January 12, 2019 2:36 pm

For centuries, women at Mafi-Dove in the North Tongu District in the Volta Region have endured the tortuous predicament of giving birth and accessing health care outside the town.

This is because there is a long-held traditional belief that children who are born on the land, even by mistake, will either die at birth or suffer from some mysterious diseases.

It is believed that the founder of the town, Gbesi Akiti, a hunter, declared the land ‘holy’ centuries ago and as such banned its occupants in all generations from engaging in any procreation activities, including child delivery and rearing of animals.

They are also not to bury the dead, as those activities would “bring filth onto the land.”

Consequently, residents, particularly pregnant women, had to cross the Volta Lake to Adidome, the district capital, and other neighbouring towns, to access healthcare services, including childbirth.

Touched by the plight of the community, the then Minister of Gender, Children and Social Protection, Ms Otiko Afisah Djaba, engaged with the traditional leaders and the Central Tongu District.

Assembly to complete the health facility that had stalled because of the lack of funds.

The situation now has changed as a result of the completion of the clinic on the outskirts of the town, making it possible for the women to access health care nearby instead of crossing over to Adidome.

After its inauguration in April 2018, the clinic has been functional, providing basic healthcare services for more than 6,400 residents in about 40 communities in the Central, North, and South Tongu districts in the Volta Region.

However, it has been confronted with inadequate resources such as beds and medical supplies to enhance its operations.


Equipment donation

Last Thursday, the current Minister of Gender, Children and Social Protection (MoGCSP), Mrs Cynthia Morrison, went to the aid of the clinic with the presentation of medical equipment and supplies valued at GH¢48,000 to the Mafi-Dove Clinic.

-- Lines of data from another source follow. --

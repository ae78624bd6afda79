//! Bounded FIFO between the pipeline (producer) and the uploader (consumer).
//!
//! Pushing into a full buffer overwrites the oldest entry, so the buffer
//! always holds the freshest `capacity` packets.  Draining is all-or-nothing
//! and a failed upload hands the drained packets back through
//! [`RingBuffer::restore`].

use core::cell::RefCell;

use embassy_sync::blocking_mutex::CriticalSectionMutex;

pub const DEFAULT_CAPACITY: usize = 20;

/// Fixed-capacity ring with head/tail/full indices.
pub struct RingBuffer<T> {
    slots: Vec<Option<T>>,
    head: usize,
    tail: usize,
    full: bool,
    overwritten: u32,
}

impl<T> RingBuffer<T> {
    pub fn new(capacity: usize) -> Self {
        let capacity = capacity.max(1);
        let mut slots = Vec::with_capacity(capacity);
        slots.resize_with(capacity, || None);
        Self {
            slots,
            head: 0,
            tail: 0,
            full: false,
            overwritten: 0,
        }
    }

    pub fn capacity(&self) -> usize {
        self.slots.len()
    }

    pub fn size(&self) -> usize {
        if self.full {
            self.capacity()
        } else if self.head >= self.tail {
            self.head - self.tail
        } else {
            self.capacity() - self.tail + self.head
        }
    }

    pub fn is_empty(&self) -> bool {
        !self.full && self.head == self.tail
    }

    pub fn is_full(&self) -> bool {
        self.full
    }

    /// Append, returning the evicted oldest entry when the buffer was full.
    pub fn push(&mut self, entry: T) -> Option<T> {
        let cap = self.capacity();
        let evicted = if self.full {
            self.tail = (self.tail + 1) % cap;
            self.overwritten += 1;
            self.slots[self.head].take()
        } else {
            None
        };
        self.slots[self.head] = Some(entry);
        self.head = (self.head + 1) % cap;
        self.full = self.head == self.tail;
        evicted
    }

    /// Remove and return every entry, oldest first.
    pub fn drain_all(&mut self) -> Vec<T> {
        let mut out = Vec::with_capacity(self.size());
        while !self.is_empty() {
            if let Some(entry) = self.slots[self.tail].take() {
                out.push(entry);
            }
            self.tail = (self.tail + 1) % self.capacity();
            self.full = false;
        }
        self.head = 0;
        self.tail = 0;
        out
    }

    /// Put drained entries back in front of anything pushed since the drain.
    ///
    /// The buffer ends with the last `capacity` entries of
    /// `drained ++ pushed_meanwhile`, relative order preserved.
    pub fn restore(&mut self, drained: Vec<T>) {
        let meanwhile = self.drain_all();
        let total = drained.len() + meanwhile.len();
        let skip = total.saturating_sub(self.capacity());
        self.overwritten += skip as u32;
        for entry in drained.into_iter().chain(meanwhile).skip(skip) {
            self.push(entry);
        }
    }

    pub fn clear(&mut self) {
        for slot in &mut self.slots {
            *slot = None;
        }
        self.head = 0;
        self.tail = 0;
        self.full = false;
    }

    /// Entries lost to overwrite-oldest since boot.
    pub fn overwritten(&self) -> u32 {
        self.overwritten
    }

    /// Oldest-first view without draining.
    pub fn iter(&self) -> impl Iterator<Item = &T> + '_ {
        let cap = self.capacity();
        (0..self.size()).filter_map(move |i| self.slots[(self.tail + i) % cap].as_ref())
    }
}

/// Ring buffer shared between the poll and upload paths.
///
/// Every access runs inside a critical section, so push and drain/restore
/// are serialized even when the two tasks live on different threads.
pub struct SharedRingBuffer<T> {
    inner: CriticalSectionMutex<RefCell<RingBuffer<T>>>,
}

impl<T> SharedRingBuffer<T> {
    pub fn new(capacity: usize) -> Self {
        Self {
            inner: CriticalSectionMutex::new(RefCell::new(RingBuffer::new(capacity))),
        }
    }

    pub fn with<R>(&self, f: impl FnOnce(&mut RingBuffer<T>) -> R) -> R {
        self.inner.lock(|cell| f(&mut cell.borrow_mut()))
    }

    pub fn push(&self, entry: T) -> Option<T> {
        self.with(|rb| rb.push(entry))
    }

    pub fn drain_all(&self) -> Vec<T> {
        self.with(RingBuffer::drain_all)
    }

    pub fn restore(&self, drained: Vec<T>) {
        self.with(|rb| rb.restore(drained))
    }

    pub fn size(&self) -> usize {
        self.with(|rb| rb.size())
    }

    pub fn is_empty(&self) -> bool {
        self.with(|rb| rb.is_empty())
    }

    pub fn clear(&self) {
        self.with(RingBuffer::clear)
    }
}

#[cfg(test)]
mod tests {
    use super::*;

    #[test]
    fn fifo_order() {
        let mut rb = RingBuffer::new(3);
        rb.push(1);
        rb.push(2);
        assert_eq!(rb.size(), 2);
        assert_eq!(rb.drain_all(), vec![1, 2]);
        assert!(rb.is_empty());
    }

    #[test]
    fn overwrites_oldest_when_full() {
        let mut rb = RingBuffer::new(3);
        for i in 1..=3 {
            assert_eq!(rb.push(i), None);
        }
        assert!(rb.is_full());
        assert_eq!(rb.push(4), Some(1));
        assert_eq!(rb.size(), 3);
        assert_eq!(rb.overwritten(), 1);
        assert_eq!(rb.drain_all(), vec![2, 3, 4]);
    }

    #[test]
    fn restore_puts_drained_before_new_entries() {
        let mut rb = RingBuffer::new(5);
        rb.push(1);
        rb.push(2);
        let drained = rb.drain_all();
        rb.push(3);
        rb.restore(drained);
        assert_eq!(rb.drain_all(), vec![1, 2, 3]);
    }

    #[test]
    fn restore_drops_oldest_beyond_capacity() {
        let mut rb = RingBuffer::new(3);
        rb.push(1);
        rb.push(2);
        let drained = rb.drain_all();
        rb.push(3);
        rb.push(4);
        rb.restore(drained);
        assert_eq!(rb.size(), 3);
        assert_eq!(rb.drain_all(), vec![2, 3, 4]);
    }

    #[test]
    fn clear_empties() {
        let mut rb = RingBuffer::new(2);
        rb.push(1);
        rb.push(2);
        rb.clear();
        assert!(rb.is_empty());
        assert_eq!(rb.size(), 0);
        rb.push(9);
        assert_eq!(rb.iter().copied().collect::<Vec<_>>(), vec![9]);
    }

    #[test]
    fn shared_buffer_serializes_access() {
        let shared = SharedRingBuffer::new(DEFAULT_CAPACITY);
        shared.push("a");
        shared.push("b");
        let drained = shared.drain_all();
        assert!(shared.is_empty());
        shared.restore(drained);
        assert_eq!(shared.size(), 2);
    }
}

The equipment and supplies were funded by the United Nations Population Fund (UNFPA).

They included two delivery beds and a set of delivery accessories, plastic basins, sterilisers, bowls, buckets, stethoscopes and height and weighing scales.

Others are kidney dishes, dustbins, infusion stands, stretchers, wheelchair and a refrigerator.


Humanitarian activities

Mrs Morrison presented the items and explained that the initiative formed part of efforts by the ministry to extend humanitarian support to deprived communities, particularly for women and children.

She observed that since the inauguration of the clinic last year, its operations had been “slow” due to the lack of adequate resources to facilitate its work, hence the reason they had supplied them with the items.

“When a woman is sick, it affects the husband, children and the economy at large. Therefore, investing in the health of women is not just beneficial but a right,” she stated.

As at the time of the visit, the clinic had recorded 31 successful deliveries since it began operating.



For her part, the Deputy Country Representative of the UNFPA, Ms Erika Goldson, said the UNFPA supported the initiative as part of efforts to contribute to a reduction in the maternal mortality rate in the country.

She, therefore, tasked the residents of the area to own the facility and observe a proper maintenance culture to ensure continuous access to quality health care.



The District Director of Health Services at the Central Tongu District, Ms Justine Sefakor Alornyo, who received the items on behalf of the clinic, expressed gratitude to the ministry and the UNFPA for “boosting the resource base of the health centre that serves thousands of residents in the area.”

She was, however, quick to appeal to them to assist the clinic to solve its staff accommodation challenges, which, she said, informed the decision of some health practitioners to refuse posting to the clinic.